_Goal of the exercise_
Could you find each line of the data below that contains the word "anyhow" and copy those lines?
Extracted material: Begin
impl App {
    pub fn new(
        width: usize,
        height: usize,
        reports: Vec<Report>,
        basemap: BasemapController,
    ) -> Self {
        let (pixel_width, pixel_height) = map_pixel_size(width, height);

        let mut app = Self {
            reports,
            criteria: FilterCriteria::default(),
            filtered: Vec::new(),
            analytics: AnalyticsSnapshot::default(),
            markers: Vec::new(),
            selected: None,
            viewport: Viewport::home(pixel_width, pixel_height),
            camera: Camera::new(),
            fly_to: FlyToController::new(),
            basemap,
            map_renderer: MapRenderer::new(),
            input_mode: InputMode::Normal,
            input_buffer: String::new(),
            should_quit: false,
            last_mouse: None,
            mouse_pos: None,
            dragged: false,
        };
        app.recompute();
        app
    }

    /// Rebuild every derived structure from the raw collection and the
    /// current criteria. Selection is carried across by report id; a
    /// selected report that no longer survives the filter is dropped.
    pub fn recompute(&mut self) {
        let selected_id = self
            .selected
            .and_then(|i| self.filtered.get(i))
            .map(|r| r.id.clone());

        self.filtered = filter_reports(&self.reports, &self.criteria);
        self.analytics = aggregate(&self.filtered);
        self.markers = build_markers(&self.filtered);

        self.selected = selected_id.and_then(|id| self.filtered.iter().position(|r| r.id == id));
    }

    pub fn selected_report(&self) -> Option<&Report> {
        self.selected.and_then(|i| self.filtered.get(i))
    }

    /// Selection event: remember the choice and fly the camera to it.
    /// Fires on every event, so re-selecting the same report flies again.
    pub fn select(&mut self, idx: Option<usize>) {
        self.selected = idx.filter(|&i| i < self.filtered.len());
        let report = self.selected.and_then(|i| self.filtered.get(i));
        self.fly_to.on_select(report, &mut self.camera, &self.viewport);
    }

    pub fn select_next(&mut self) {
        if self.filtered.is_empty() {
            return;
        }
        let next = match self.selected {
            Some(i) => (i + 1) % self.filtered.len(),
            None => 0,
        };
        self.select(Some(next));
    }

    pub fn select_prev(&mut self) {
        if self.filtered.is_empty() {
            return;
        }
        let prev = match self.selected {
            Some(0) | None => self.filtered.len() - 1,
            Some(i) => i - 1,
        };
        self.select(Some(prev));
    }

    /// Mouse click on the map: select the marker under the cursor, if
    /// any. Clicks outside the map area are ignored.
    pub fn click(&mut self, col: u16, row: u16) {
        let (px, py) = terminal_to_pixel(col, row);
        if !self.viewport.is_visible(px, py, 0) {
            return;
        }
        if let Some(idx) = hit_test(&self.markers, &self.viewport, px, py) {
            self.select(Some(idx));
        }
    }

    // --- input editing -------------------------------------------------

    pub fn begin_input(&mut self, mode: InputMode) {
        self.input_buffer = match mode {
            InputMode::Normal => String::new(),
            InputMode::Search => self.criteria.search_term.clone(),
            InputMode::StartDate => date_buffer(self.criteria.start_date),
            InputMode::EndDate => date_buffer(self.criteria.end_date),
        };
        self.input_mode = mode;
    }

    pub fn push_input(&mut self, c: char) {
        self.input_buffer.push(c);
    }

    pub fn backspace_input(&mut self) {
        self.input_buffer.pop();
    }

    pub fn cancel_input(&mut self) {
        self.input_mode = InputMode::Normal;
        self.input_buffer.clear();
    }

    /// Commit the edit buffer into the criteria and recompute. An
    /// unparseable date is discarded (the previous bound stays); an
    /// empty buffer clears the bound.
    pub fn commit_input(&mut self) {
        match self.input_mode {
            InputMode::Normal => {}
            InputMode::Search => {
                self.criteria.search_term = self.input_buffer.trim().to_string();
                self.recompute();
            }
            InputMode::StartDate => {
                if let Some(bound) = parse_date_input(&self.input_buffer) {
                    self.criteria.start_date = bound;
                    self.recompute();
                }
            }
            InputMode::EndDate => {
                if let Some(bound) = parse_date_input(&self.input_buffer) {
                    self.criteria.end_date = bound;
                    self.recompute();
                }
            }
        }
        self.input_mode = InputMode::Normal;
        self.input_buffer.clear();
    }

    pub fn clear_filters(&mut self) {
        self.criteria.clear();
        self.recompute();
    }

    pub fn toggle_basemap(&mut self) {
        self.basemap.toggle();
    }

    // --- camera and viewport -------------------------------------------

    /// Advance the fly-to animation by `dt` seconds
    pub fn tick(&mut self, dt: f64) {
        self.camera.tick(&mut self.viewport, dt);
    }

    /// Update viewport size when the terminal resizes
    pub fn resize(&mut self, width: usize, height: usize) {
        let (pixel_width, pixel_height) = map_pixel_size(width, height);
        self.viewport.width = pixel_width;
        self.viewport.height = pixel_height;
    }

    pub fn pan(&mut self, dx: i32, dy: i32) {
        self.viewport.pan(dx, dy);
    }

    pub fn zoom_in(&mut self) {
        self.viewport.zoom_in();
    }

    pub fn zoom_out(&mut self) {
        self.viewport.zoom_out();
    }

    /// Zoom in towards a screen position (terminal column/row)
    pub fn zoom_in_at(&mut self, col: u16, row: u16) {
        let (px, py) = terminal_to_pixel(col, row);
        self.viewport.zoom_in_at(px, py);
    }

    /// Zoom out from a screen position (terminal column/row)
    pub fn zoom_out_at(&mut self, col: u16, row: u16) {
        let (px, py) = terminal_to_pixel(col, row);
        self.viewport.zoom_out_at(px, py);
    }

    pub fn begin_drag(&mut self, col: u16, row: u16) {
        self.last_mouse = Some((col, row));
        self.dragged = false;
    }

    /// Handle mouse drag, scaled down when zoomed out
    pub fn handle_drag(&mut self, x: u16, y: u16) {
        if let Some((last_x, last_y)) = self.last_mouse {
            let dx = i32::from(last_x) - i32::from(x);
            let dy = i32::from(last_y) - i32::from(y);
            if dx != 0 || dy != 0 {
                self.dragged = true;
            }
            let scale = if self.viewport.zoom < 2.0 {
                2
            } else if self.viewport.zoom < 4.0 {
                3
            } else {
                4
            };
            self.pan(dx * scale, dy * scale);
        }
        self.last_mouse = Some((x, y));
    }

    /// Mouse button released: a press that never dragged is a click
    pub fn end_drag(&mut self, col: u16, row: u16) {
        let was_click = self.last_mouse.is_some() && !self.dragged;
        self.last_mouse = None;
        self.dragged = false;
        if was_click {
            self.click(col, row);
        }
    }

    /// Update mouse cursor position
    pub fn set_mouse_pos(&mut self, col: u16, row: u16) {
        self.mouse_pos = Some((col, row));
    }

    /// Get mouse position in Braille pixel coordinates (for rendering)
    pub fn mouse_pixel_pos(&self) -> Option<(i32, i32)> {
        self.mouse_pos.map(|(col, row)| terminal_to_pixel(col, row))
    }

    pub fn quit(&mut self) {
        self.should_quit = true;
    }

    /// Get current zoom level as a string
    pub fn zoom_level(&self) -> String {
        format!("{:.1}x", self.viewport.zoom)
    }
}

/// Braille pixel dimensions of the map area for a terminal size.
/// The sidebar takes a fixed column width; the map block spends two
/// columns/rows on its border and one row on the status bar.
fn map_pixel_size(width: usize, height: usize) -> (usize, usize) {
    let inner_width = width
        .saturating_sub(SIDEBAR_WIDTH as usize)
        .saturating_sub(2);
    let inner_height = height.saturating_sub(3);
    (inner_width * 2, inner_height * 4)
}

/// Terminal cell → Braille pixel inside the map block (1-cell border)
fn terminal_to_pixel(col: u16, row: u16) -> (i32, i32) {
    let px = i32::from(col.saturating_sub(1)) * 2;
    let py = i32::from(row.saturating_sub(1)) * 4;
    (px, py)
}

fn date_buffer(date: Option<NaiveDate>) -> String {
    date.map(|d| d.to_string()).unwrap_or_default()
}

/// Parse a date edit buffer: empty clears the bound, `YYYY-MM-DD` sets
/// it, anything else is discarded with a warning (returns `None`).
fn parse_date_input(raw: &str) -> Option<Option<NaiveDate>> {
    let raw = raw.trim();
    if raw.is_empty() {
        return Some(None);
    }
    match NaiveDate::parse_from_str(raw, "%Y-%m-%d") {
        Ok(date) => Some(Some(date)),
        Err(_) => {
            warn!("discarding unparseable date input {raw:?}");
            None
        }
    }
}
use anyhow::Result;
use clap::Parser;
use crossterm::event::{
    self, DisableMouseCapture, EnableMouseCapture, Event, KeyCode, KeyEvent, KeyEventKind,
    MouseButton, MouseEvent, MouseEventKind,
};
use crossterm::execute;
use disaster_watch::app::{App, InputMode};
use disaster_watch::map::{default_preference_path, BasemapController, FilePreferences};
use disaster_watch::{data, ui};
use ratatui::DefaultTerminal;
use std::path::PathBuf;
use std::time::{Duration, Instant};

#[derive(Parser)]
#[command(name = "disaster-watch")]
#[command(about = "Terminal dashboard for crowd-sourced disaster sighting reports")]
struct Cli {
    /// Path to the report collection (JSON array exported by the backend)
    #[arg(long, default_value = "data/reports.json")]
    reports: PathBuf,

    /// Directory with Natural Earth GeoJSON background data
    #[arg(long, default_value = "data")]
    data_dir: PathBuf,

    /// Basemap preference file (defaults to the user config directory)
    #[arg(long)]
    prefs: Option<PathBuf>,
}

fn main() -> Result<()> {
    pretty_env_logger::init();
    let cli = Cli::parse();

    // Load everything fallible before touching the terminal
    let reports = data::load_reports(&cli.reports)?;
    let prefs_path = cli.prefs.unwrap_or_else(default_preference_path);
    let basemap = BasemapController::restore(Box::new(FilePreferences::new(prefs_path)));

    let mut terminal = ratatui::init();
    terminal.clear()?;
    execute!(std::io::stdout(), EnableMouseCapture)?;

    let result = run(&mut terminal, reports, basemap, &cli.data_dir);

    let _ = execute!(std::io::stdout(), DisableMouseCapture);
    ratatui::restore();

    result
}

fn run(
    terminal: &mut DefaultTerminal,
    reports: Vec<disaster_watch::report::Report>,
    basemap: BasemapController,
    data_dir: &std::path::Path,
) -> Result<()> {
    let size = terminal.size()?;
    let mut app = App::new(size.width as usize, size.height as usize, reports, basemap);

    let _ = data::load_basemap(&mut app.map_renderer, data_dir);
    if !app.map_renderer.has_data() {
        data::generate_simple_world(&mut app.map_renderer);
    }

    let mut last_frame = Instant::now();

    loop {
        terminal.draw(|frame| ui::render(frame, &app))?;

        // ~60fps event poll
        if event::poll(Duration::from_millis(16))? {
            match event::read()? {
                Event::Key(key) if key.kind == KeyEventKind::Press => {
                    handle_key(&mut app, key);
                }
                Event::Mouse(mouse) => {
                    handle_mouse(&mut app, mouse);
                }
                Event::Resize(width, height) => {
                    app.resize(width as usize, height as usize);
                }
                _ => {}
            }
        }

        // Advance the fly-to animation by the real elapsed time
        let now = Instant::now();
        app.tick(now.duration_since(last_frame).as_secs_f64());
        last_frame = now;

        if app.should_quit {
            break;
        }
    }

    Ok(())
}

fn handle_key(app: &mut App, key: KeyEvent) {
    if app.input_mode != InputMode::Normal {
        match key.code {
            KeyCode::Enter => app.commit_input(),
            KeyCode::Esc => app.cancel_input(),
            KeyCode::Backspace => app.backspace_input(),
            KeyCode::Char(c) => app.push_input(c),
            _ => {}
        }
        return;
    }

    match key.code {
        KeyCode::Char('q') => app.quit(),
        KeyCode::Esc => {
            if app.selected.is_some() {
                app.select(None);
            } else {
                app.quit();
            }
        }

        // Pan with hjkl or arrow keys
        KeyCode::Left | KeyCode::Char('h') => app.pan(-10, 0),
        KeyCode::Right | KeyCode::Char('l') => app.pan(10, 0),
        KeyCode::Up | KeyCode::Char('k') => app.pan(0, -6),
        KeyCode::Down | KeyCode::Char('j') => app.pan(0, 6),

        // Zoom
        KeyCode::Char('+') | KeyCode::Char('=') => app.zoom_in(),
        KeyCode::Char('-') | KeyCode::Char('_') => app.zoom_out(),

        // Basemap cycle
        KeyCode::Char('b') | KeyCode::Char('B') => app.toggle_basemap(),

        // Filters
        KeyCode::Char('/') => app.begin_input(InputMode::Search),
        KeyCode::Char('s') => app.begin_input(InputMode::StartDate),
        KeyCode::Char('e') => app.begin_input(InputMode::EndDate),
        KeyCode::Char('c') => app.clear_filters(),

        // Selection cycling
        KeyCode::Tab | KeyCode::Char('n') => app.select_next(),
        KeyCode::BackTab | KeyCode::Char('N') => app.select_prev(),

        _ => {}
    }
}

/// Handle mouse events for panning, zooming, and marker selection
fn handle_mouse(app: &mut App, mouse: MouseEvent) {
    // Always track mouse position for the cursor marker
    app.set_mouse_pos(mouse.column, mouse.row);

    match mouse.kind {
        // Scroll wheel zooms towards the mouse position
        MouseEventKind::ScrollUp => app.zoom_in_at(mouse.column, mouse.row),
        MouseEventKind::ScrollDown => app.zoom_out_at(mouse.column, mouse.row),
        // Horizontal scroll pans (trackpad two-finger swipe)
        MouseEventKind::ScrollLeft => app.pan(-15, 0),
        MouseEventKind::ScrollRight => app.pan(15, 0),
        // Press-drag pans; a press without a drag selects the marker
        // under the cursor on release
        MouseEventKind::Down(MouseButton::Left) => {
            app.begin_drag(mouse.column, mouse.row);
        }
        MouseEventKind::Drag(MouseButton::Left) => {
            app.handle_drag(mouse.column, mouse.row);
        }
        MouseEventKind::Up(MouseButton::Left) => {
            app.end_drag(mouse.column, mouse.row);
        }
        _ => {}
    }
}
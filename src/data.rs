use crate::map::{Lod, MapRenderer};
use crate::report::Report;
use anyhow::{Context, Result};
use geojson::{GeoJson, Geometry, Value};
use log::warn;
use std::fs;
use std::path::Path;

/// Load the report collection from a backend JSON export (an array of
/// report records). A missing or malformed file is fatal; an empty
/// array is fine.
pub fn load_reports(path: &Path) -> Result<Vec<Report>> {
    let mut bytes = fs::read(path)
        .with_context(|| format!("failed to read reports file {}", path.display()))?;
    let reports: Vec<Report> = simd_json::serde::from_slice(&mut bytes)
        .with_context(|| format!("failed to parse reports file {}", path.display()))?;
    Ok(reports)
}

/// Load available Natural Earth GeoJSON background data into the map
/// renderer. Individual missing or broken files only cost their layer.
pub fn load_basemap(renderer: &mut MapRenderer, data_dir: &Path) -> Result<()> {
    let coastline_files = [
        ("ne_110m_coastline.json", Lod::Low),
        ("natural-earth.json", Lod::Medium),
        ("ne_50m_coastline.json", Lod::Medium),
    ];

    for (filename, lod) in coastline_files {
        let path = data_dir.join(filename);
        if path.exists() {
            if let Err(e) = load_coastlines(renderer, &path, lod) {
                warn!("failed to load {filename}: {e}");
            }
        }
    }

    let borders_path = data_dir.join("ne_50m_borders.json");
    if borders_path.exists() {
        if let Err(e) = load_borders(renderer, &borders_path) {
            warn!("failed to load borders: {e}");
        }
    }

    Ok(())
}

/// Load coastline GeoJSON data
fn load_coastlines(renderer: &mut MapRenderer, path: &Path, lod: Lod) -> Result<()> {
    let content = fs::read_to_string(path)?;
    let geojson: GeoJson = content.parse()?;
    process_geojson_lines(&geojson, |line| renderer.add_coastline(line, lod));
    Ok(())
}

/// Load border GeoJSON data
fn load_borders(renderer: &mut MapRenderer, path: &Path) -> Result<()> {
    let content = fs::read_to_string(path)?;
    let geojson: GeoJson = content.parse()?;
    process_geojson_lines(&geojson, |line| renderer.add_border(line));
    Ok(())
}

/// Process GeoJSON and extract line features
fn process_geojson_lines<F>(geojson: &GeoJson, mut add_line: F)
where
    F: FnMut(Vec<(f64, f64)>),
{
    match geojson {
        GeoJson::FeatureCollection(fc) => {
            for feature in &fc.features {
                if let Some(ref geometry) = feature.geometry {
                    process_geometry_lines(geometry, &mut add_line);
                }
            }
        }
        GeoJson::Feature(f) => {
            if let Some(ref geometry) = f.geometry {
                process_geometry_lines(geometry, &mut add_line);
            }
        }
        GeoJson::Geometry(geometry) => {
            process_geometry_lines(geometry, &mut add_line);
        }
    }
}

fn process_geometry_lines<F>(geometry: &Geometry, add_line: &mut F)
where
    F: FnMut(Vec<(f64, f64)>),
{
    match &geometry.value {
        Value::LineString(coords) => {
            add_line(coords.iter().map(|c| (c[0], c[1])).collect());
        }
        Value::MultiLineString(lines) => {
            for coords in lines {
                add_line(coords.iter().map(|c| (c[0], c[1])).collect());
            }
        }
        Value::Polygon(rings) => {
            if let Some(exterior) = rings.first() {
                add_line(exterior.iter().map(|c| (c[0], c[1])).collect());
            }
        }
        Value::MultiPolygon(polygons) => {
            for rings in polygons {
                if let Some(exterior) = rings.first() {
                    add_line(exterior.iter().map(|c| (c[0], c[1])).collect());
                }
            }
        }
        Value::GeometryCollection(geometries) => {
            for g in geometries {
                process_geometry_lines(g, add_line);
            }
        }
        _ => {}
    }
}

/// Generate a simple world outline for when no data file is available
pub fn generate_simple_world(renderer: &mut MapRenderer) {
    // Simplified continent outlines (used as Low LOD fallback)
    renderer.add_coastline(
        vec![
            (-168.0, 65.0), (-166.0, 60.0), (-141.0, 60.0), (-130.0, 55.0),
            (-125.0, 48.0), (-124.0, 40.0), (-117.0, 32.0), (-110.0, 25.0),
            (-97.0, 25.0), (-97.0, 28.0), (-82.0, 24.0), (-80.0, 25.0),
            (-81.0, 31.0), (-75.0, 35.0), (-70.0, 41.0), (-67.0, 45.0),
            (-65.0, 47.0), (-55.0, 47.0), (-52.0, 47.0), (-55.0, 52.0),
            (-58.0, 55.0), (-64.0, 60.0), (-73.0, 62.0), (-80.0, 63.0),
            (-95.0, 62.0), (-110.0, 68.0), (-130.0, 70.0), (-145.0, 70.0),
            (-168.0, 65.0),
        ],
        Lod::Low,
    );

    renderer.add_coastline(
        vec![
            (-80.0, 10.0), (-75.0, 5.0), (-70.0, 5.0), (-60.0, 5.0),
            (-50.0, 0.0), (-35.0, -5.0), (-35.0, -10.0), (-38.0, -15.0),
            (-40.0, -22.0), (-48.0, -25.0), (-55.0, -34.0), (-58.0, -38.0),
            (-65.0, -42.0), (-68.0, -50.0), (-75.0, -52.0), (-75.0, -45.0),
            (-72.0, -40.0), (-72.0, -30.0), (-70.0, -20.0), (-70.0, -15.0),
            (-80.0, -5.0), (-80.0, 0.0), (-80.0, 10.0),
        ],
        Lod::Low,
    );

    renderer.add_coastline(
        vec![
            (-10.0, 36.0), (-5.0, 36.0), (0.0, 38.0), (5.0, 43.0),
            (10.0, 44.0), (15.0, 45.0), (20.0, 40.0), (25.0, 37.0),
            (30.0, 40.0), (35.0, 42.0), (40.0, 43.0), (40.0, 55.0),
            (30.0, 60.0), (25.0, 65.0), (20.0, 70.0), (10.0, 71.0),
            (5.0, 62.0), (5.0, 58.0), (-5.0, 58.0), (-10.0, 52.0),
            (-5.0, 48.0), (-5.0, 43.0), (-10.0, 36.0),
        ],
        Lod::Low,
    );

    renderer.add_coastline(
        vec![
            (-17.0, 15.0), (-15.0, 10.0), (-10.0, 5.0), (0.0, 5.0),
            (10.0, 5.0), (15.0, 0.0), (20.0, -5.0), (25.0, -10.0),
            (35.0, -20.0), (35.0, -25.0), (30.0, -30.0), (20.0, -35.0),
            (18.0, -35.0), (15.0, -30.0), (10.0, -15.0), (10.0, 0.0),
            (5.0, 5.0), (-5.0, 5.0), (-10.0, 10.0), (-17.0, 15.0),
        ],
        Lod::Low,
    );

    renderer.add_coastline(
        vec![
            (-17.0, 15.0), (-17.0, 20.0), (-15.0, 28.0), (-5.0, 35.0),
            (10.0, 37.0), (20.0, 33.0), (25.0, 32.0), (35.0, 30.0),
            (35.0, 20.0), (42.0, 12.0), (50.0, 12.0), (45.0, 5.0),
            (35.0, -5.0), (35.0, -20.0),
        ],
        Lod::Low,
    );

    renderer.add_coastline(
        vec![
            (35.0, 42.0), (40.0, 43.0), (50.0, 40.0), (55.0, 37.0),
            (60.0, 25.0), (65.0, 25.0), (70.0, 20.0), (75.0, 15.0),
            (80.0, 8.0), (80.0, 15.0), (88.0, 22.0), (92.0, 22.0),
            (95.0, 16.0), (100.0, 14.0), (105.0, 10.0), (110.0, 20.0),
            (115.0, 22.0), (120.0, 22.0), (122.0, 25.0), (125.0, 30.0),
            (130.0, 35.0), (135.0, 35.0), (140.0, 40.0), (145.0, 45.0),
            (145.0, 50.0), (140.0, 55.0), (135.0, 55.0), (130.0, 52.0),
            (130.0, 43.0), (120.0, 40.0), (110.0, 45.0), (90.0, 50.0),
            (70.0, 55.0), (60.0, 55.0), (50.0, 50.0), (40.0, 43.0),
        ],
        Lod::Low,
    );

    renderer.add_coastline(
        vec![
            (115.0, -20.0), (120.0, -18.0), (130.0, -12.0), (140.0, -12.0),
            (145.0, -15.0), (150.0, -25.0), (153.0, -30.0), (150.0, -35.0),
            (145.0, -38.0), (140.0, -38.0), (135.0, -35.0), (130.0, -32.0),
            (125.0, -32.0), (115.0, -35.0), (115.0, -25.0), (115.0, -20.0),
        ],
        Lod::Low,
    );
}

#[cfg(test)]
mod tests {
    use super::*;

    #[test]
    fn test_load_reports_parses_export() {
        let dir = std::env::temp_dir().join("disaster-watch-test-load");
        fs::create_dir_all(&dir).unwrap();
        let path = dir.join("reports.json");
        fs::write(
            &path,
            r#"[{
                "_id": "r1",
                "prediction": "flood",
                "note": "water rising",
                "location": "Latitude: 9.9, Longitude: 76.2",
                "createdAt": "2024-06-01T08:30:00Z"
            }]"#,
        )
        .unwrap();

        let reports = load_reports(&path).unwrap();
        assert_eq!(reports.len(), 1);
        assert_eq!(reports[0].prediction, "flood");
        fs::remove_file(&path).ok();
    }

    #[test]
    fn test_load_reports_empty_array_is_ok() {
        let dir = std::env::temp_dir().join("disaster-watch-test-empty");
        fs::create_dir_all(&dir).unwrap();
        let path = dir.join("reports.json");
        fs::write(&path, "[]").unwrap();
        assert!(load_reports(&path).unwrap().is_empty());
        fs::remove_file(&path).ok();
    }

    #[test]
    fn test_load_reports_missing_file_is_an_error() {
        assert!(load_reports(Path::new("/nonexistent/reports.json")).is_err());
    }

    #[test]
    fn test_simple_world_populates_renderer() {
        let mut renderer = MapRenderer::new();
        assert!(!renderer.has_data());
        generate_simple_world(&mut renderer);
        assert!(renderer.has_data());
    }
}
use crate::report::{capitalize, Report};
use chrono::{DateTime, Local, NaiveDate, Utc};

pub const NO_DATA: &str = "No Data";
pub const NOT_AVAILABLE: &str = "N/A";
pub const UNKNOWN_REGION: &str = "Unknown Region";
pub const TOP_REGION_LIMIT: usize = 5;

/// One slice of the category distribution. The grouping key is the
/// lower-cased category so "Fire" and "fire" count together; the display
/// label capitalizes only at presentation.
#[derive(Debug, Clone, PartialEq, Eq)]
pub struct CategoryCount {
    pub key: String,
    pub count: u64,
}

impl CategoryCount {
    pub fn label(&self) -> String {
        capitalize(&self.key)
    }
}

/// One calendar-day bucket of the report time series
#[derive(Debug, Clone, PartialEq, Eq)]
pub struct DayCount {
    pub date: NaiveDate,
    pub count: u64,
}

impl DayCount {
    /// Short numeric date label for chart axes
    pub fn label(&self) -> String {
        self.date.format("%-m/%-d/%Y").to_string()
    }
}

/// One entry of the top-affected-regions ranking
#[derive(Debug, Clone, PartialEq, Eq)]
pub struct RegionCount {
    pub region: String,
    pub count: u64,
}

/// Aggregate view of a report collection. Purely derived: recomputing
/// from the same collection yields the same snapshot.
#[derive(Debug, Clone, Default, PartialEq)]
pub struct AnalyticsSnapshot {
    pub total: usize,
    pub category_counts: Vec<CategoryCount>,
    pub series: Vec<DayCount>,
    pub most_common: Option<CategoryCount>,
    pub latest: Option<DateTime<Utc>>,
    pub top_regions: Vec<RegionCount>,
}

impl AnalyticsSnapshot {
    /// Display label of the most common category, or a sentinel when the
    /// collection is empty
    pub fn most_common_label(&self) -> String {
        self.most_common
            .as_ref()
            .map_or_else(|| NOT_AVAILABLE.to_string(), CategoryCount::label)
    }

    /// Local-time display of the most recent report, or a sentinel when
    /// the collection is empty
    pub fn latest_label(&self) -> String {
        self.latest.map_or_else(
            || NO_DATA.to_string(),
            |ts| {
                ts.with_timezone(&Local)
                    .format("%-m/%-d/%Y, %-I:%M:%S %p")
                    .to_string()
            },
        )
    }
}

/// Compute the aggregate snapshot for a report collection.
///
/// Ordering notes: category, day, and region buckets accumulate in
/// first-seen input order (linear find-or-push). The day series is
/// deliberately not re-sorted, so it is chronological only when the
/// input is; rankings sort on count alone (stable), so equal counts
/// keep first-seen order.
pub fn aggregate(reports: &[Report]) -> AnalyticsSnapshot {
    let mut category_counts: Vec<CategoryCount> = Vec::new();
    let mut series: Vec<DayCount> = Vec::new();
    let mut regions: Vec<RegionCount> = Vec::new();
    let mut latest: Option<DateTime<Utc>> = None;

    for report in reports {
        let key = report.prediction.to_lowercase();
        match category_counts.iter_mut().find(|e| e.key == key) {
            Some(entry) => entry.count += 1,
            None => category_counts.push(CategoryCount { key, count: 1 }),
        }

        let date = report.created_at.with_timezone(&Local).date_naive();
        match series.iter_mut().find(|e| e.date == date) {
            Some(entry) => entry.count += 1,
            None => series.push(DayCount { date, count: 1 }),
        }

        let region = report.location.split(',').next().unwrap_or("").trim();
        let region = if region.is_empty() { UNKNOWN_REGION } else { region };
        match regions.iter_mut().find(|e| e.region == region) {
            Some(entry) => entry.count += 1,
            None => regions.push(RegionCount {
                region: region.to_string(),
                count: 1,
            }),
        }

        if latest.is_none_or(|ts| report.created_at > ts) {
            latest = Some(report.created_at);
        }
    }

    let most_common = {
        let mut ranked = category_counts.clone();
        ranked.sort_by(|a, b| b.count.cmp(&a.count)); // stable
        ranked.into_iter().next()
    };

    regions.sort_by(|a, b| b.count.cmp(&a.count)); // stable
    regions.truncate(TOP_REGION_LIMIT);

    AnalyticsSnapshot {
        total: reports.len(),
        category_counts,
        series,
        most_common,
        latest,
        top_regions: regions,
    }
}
Extracted material: End
_Written answer_
use anyhow::Result;
use anyhow::{Context, Result};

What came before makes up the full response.